Ce sont les nageoires pectorales, très développées chez la plupart des raies, qui sont consommées. Cette partie charnue de l’animal est maintenue par une ossature cartilagineuse. Les ailes de raies sont commercialisées pelées dans la plupart des cas, fraîches ou surgelées. La raie, qui ne possède pas de rein, dégage rapidement une odeur d’ammoniaque. Le nom précis de l’espèce vendue est rarement indiqué.

 

 

 

 

 

En Belgique, la production de raies a atteint son maximum juste après la seconde guerre mondiale avec 5 600 tonnes débarquées par an. Désormais les débarquements s’élèvent au cinquième de ce niveau (1 060 tonnes en 2016).

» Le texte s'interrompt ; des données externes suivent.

//! Support-policy listing, detail and client-side filtering.
//!
//! The list is fetched whole and kept in server order. Filtering runs over
//! the in-memory list and never touches the network.

use std::sync::Arc;

use once_cell::sync::Lazy;
use regex::Regex;
use serde::{Deserialize, Serialize};

use crate::api::{ApiClient, Envelope};
use crate::error::Result;

/// `"<min>세 ~ <max>세"` as written in policy eligibility text. Digits are
/// ASCII only.
static AGE_RANGE: Lazy<Regex> = Lazy::new(|| {
    Regex::new(r"([0-9]+)세 ~ ([0-9]+)세").expect("age range pattern is valid")
});

/// One row of the policy list.
#[derive(Debug, Clone, PartialEq, Serialize)]
pub struct PolicySummary {
    pub idx: i64,
    pub city: Option<String>,
    pub district: Option<String>,
    /// Category and eligibility text; job, income and age filters read it.
    #[serde(rename = "type")]
    pub kind: Option<String>,
    pub name: Option<String>,
    pub offer_inst: Option<String>,
    pub manage_inst: Option<String>,
    pub start_date: Option<String>,
    pub end_date: Option<String>,
    pub apply_start_date: Option<String>,
    pub apply_end_date: Option<String>,
}

/// Wire shape of a list entry.
#[derive(Debug, Deserialize)]
#[serde(rename_all = "camelCase")]
struct PolicyRecord {
    idx: i64,
    city: Option<String>,
    district: Option<String>,
    #[serde(rename = "type")]
    kind: Option<String>,
    name: Option<String>,
    offer_inst: Option<String>,
    manage_inst: Option<String>,
    start_date: Option<String>,
    end_date: Option<String>,
    apply_start_date: Option<String>,
    apply_end_date: Option<String>,
}

impl From<PolicyRecord> for PolicySummary {
    fn from(r: PolicyRecord) -> Self {
        Self {
            idx: r.idx,
            city: r.city,
            district: r.district,
            kind: r.kind,
            name: r.name,
            offer_inst: r.offer_inst,
            manage_inst: r.manage_inst,
            start_date: r.start_date,
            end_date: r.end_date,
            apply_start_date: r.apply_start_date,
            apply_end_date: r.apply_end_date,
        }
    }
}

#[derive(Debug, Clone, PartialEq, Serialize, Deserialize)]
pub struct PolicyDetail {
    pub idx: i64,
    pub subject: Option<String>,
    pub condition: Option<String>,
    pub content: Option<String>,
    pub scale: Option<String>,
    pub enquiry: Option<String>,
    pub way: Option<String>,
    pub document: Option<String>,
    pub url: Option<String>,
}

/// What the member told us about themselves. Every field is optional; an
/// empty string or an age of 0 counts as not given.
#[derive(Debug, Clone, Default, PartialEq, Eq, Serialize, Deserialize)]
#[serde(rename_all = "camelCase")]
pub struct FilterCriteria {
    pub region: Option<String>,
    pub job: Option<String>,
    pub age: Option<u32>,
    pub income: Option<String>,
    pub policy_name: Option<String>,
}

fn given(s: &Option<String>) -> Option<&str> {
    s.as_deref().filter(|s| !s.is_empty())
}

fn contains(field: &Option<String>, needle: &str) -> bool {
    field.as_deref().is_some_and(|f| f.contains(needle))
}

/// First `"<min>세 ~ <max>세"` range in `text`.
pub fn age_range(text: &str) -> Option<(u64, u64)> {
    let caps = AGE_RANGE.captures(text)?;
    let min = caps[1].parse().ok()?;
    let max = caps[2].parse().ok()?;
    Some((min, max))
}

impl FilterCriteria {
    pub fn is_empty(&self) -> bool {
        given(&self.region).is_none()
            && given(&self.job).is_none()
            && self.age.filter(|a| *a > 0).is_none()
            && given(&self.income).is_none()
            && given(&self.policy_name).is_none()
    }

    /// Every given criterion must hold. A policy missing the field a
    /// criterion reads does not match it.
    pub fn matches(&self, policy: &PolicySummary) -> bool {
        if let Some(region) = given(&self.region) {
            if !contains(&policy.city, region) {
                return false;
            }
        }
        if let Some(job) = given(&self.job) {
            if !contains(&policy.kind, job) {
                return false;
            }
        }
        if let Some(age) = self.age.filter(|a| *a > 0) {
            let in_range = policy
                .kind
                .as_deref()
                .and_then(age_range)
                .is_some_and(|(min, max)| (min..=max).contains(&u64::from(age)));
            if !in_range {
                return false;
            }
        }
        if let Some(income) = given(&self.income) {
            if !contains(&policy.kind, income) {
                return false;
            }
        }
        if let Some(name) = given(&self.policy_name) {
            if !contains(&policy.name, name) {
                return false;
            }
        }
        true
    }
}

/// Stable filter over `policies`.
pub fn filter<'a>(
    policies: &'a [PolicySummary],
    criteria: &FilterCriteria,
) -> Vec<&'a PolicySummary> {
    policies.iter().filter(|p| criteria.matches(p)).collect()
}

pub struct PolicyStore {
    api: Arc<ApiClient>,
    policies: Vec<PolicySummary>,
    detail: Option<PolicyDetail>,
}

impl PolicyStore {
    pub fn new(api: Arc<ApiClient>) -> Self {
        Self {
            api,
            policies: Vec::new(),
            detail: None,
        }
    }

    pub fn policies(&self) -> &[PolicySummary] {
        &self.policies
    }

    /// The most recently fetched detail.
    pub fn detail(&self) -> Option<&PolicyDetail> {
        self.detail.as_ref()
    }

    pub fn find(&self, idx: i64) -> Option<&PolicySummary> {
        self.policies.iter().find(|p| p.idx == idx)
    }

    /// Fetch the full list and replace the one held. On error the old list
    /// stays.
    pub async fn get_policy_info(&mut self) -> Result<&[PolicySummary]> {
        let fetched = self
            .api
            .get_json::<Envelope<Vec<PolicyRecord>>>("/policy/list")
            .await
            .and_then(|env| env.into_data("policy list"));
        let records = match fetched {
            Ok(records) => records,
            Err(e) => {
                tracing::error!("Failed to fetch policy list: {e}");
                return Err(e);
            }
        };
        self.policies = records.into_iter().map(PolicySummary::from).collect();
        tracing::debug!("Fetched {} policies", self.policies.len());
        Ok(&self.policies)
    }

    pub async fn get_policy_detail(&mut self, idx: i64) -> Result<&PolicyDetail> {
        let path = format!("/policy/detail/{idx}");
        let fetched = self
            .api
            .get_json::<Envelope<PolicyDetail>>(&path)
            .await
            .and_then(|env| env.into_data("policy detail"));
        match fetched {
            Ok(detail) => Ok(&*self.detail.insert(detail)),
            Err(e) => {
                tracing::error!("Failed to fetch policy detail {idx}: {e}");
                Err(e)
            }
        }
    }

    pub fn filter_policies(&self, criteria: &FilterCriteria) -> Vec<&PolicySummary> {
        filter(&self.policies, criteria)
    }
}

En 2016, 715 tonnes de raies (toutes espèces confondues) ont été importées en Belgique principalement d’Irlande, du Royaume-Uni, de France et des Pays-Bas (67 % des importations), mais aussi 29 % des États-Unis et du Canada (près de 200 tonnes). 685 tonnes ont été réexportées après transformation.

 

 

 

 

À RETENIR

  • La faible fécondité des raies les rend très vulnérables à l’activité de pêche.
  • En Atlantique Nord-Est, l’état des stocks est préoccupant pour la plupart des raies étudiées à l’exception de la raie bouclée (Raja clavata) et de la raie douce (Raja montagui).
  • La raie brunette (Raja undulata), la raie blanche (Rostroraja alba) et le pocheteau gris (Dipturus batis) sont actuellement interdites de débarquement en Europe sauf la raie brunette de Manche. Elles sont toutes considérées comme épuisées.
  • En raison de leur fragilité biologique, évitez la consommation de raies européennes. Seules la raie brunette (Raja undulata) de Manche, la raie bouclée (Raja clavata) et la raie douce (Raja montagui) peuvent être consommées avec modération en raison de l’amélioration de l’état des stocks en Europe (sous réserve que leur nom latin soit indiqué à l’achat).
  • Les raies de l’Atlantique Nord-Ouest pêchées par les américains sont durables, exceptées la raie radiée (Amblyraja radiata) et la raie rosette (Leucoraja garmani) qui sont surexploitées.

À SAVOIR

Nouvelle réglementation

Depuis 2009, la réglementation de l’UE exige que la raie blanche, le pocheteau gris et l’ange de mer commun ne soient pas conservés à bord et doivent être remis à l’eau rapidement.
Les espèces autorisées à la pêche (raie fleurie, raie bouclée, raie brunette, raie blonde, raie douce, raie batarde, raie circulaire et raie chardon) doivent être identifiées et reportées sur le carnet de pêche. Des suivis scientifiques sont en cours afin d’évaluer plus précisément les niveaux de biomasse de ces différentes espèces.